[Stored items]
◇ ◇ ◇ ◇ ◇

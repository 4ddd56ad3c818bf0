//! Metadata stored with each vector

use crate::error::{Error, Result};
use crate::models::ChunkMetadata;
use qdrant_client::qdrant::value::Kind;
use qdrant_client::qdrant::{ListValue, Struct, Value as QdrantValue};
use serde::{Deserialize, Serialize};
use serde_json::{Map, Value};
use std::collections::HashMap;

/// Payload key holding the chunk id (Qdrant point ids must be UUIDs)
pub const CHUNK_ID_KEY: &str = "chunk_id";

/// JSON object stored alongside a vector.
///
/// Holds the tagged chunk metadata plus `weight`, `text`, `indexed_at` and
/// `embedding_model` once the chunk has been indexed.
#[derive(Debug, Clone, Default, PartialEq, Serialize, Deserialize)]
#[serde(transparent)]
pub struct Payload(pub Map<String, Value>);

impl Payload {
    /// Start a payload from chunk metadata
    pub fn from_metadata(metadata: &ChunkMetadata) -> Result<Self> {
        match serde_json::to_value(metadata)? {
            Value::Object(map) => Ok(Self(map)),
            other => Err(Error::Metadata(format!(
                "chunk metadata serialized to a non-object: {}",
                other
            ))),
        }
    }

    pub fn insert(&mut self, key: &str, value: impl Into<Value>) {
        self.0.insert(key.to_string(), value.into());
    }

    pub fn get(&self, key: &str) -> Option<&Value> {
        self.0.get(key)
    }

    pub fn get_str(&self, key: &str) -> Option<&str> {
        self.0.get(key).and_then(Value::as_str)
    }

    pub fn get_f64(&self, key: &str) -> Option<f64> {
        self.0.get(key).and_then(Value::as_f64)
    }

    pub fn get_bool(&self, key: &str) -> Option<bool> {
        self.0.get(key).and_then(Value::as_bool)
    }

    pub fn get_str_list(&self, key: &str) -> Vec<String> {
        self.0
            .get(key)
            .and_then(Value::as_array)
            .map(|items| {
                items
                    .iter()
                    .filter_map(|v| v.as_str().map(str::to_string))
                    .collect()
            })
            .unwrap_or_default()
    }

    /// `statute` or `judicial`
    pub fn chunk_type(&self) -> Option<&str> {
        self.get_str("type")
    }

    /// Stored authority weight; unweighted records count as 1.0
    pub fn weight(&self) -> f64 {
        self.get_f64("weight").unwrap_or(1.0)
    }

    pub fn text(&self) -> &str {
        self.get_str("text").unwrap_or_default()
    }

    pub fn chunk_id(&self) -> Option<&str> {
        self.get_str(CHUNK_ID_KEY)
    }

    /// Decode the tagged chunk metadata; extra indexing keys are ignored
    pub fn to_metadata(&self) -> Result<ChunkMetadata> {
        serde_json::from_value(Value::Object(self.0.clone()))
            .map_err(|e| Error::Metadata(e.to_string()))
    }

    /// Convert to Qdrant payload format
    pub fn to_qdrant_payload(&self) -> HashMap<String, QdrantValue> {
        self.0
            .iter()
            .map(|(k, v)| (k.clone(), json_to_qdrant_value(v)))
            .collect()
    }

    /// Build from a Qdrant payload
    pub fn from_qdrant_payload(map: HashMap<String, QdrantValue>) -> Self {
        Self(
            map.into_iter()
                .map(|(k, v)| (k, json_from_qdrant_value(v)))
                .collect(),
        )
    }
}

/// Convert serde_json Value to a Qdrant value
pub fn json_to_qdrant_value(value: &Value) -> QdrantValue {
    let kind = match value {
        Value::Null => Kind::NullValue(0),
        Value::Bool(b) => Kind::BoolValue(*b),
        Value::Number(n) => match n.as_i64() {
            Some(i) => Kind::IntegerValue(i),
            None => Kind::DoubleValue(n.as_f64().unwrap_or_default()),
        },
        Value::String(s) => Kind::StringValue(s.clone()),
        Value::Array(items) => Kind::ListValue(ListValue {
            values: items.iter().map(json_to_qdrant_value).collect(),
        }),
        Value::Object(map) => Kind::StructValue(Struct {
            fields: map
                .iter()
                .map(|(k, v)| (k.clone(), json_to_qdrant_value(v)))
                .collect(),
        }),
    };
    QdrantValue { kind: Some(kind) }
}

/// Convert Qdrant value to serde_json Value
pub fn json_from_qdrant_value(v: QdrantValue) -> Value {
    match v.kind {
        Some(Kind::NullValue(_)) => Value::Null,
        Some(Kind::BoolValue(b)) => Value::Bool(b),
        Some(Kind::IntegerValue(i)) => Value::Number(i.into()),
        Some(Kind::DoubleValue(d)) => serde_json::Number::from_f64(d)
            .map(Value::Number)
            .unwrap_or(Value::Null),
        Some(Kind::StringValue(s)) => Value::String(s),
        Some(Kind::ListValue(list)) => Value::Array(
            list.values
                .into_iter()
                .map(json_from_qdrant_value)
                .collect(),
        ),
        Some(Kind::StructValue(s)) => Value::Object(
            s.fields
                .into_iter()
                .map(|(k, v)| (k, json_from_qdrant_value(v)))
                .collect(),
        ),
        None => Value::Null,
    }
}

#[cfg(test)]
mod tests {
    use super::*;
    use crate::models::{JudicialMetadata, JudicialSubtype};

    fn judicial() -> ChunkMetadata {
        ChunkMetadata::Judicial(JudicialMetadata {
            subtype: JudicialSubtype::Principle,
            case_id: "22 Cdo 1/2020".to_string(),
            court: "Nejvyšší soud".to_string(),
            date: "2020-01-01".to_string(),
            section: None,
            statute_refs: vec!["§1089".to_string(), "§992".to_string()],
            is_binding: true,
            en_banc: false,
            citation_count: 4,
            overruled: false,
            cites: vec![],
            weight: Some(7.25),
        })
    }

    #[test]
    fn test_payload_accessors() {
        let mut payload = Payload::from_metadata(&judicial()).unwrap();
        payload.insert("text", "Oprávněná držba ...");
        payload.insert(CHUNK_ID_KEY, "decision_22_Cdo_1/2020_principle");

        assert_eq!(payload.chunk_type(), Some("judicial"));
        assert_eq!(payload.weight(), 7.25);
        assert_eq!(payload.get_str_list("statute_refs"), vec!["§1089", "§992"]);
        assert_eq!(payload.chunk_id(), Some("decision_22_Cdo_1/2020_principle"));
        assert_eq!(payload.to_metadata().unwrap(), judicial());
    }

    #[test]
    fn test_qdrant_conversion_preserves_types() {
        let mut payload = Payload::from_metadata(&judicial()).unwrap();
        payload.insert("weight", 0.011108996538242306);

        let back = Payload::from_qdrant_payload(payload.to_qdrant_payload());
        assert_eq!(back.weight(), 0.011108996538242306);
        assert_eq!(back.get_str_list("statute_refs"), vec!["§1089", "§992"]);
        assert_eq!(back.get_bool("is_binding"), Some(true));
        assert_eq!(back.get("citation_count").and_then(Value::as_i64), Some(4));
    }
}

◇ ◇ ◇ ◇ ◇

:: What needs to be done ::
Copy out every line of the data that includes "crate".

:: Solution for this exercise ::
use crate::error::{Error, Result};
use crate::models::ChunkMetadata;
    use crate::models::{JudicialMetadata, JudicialSubtype};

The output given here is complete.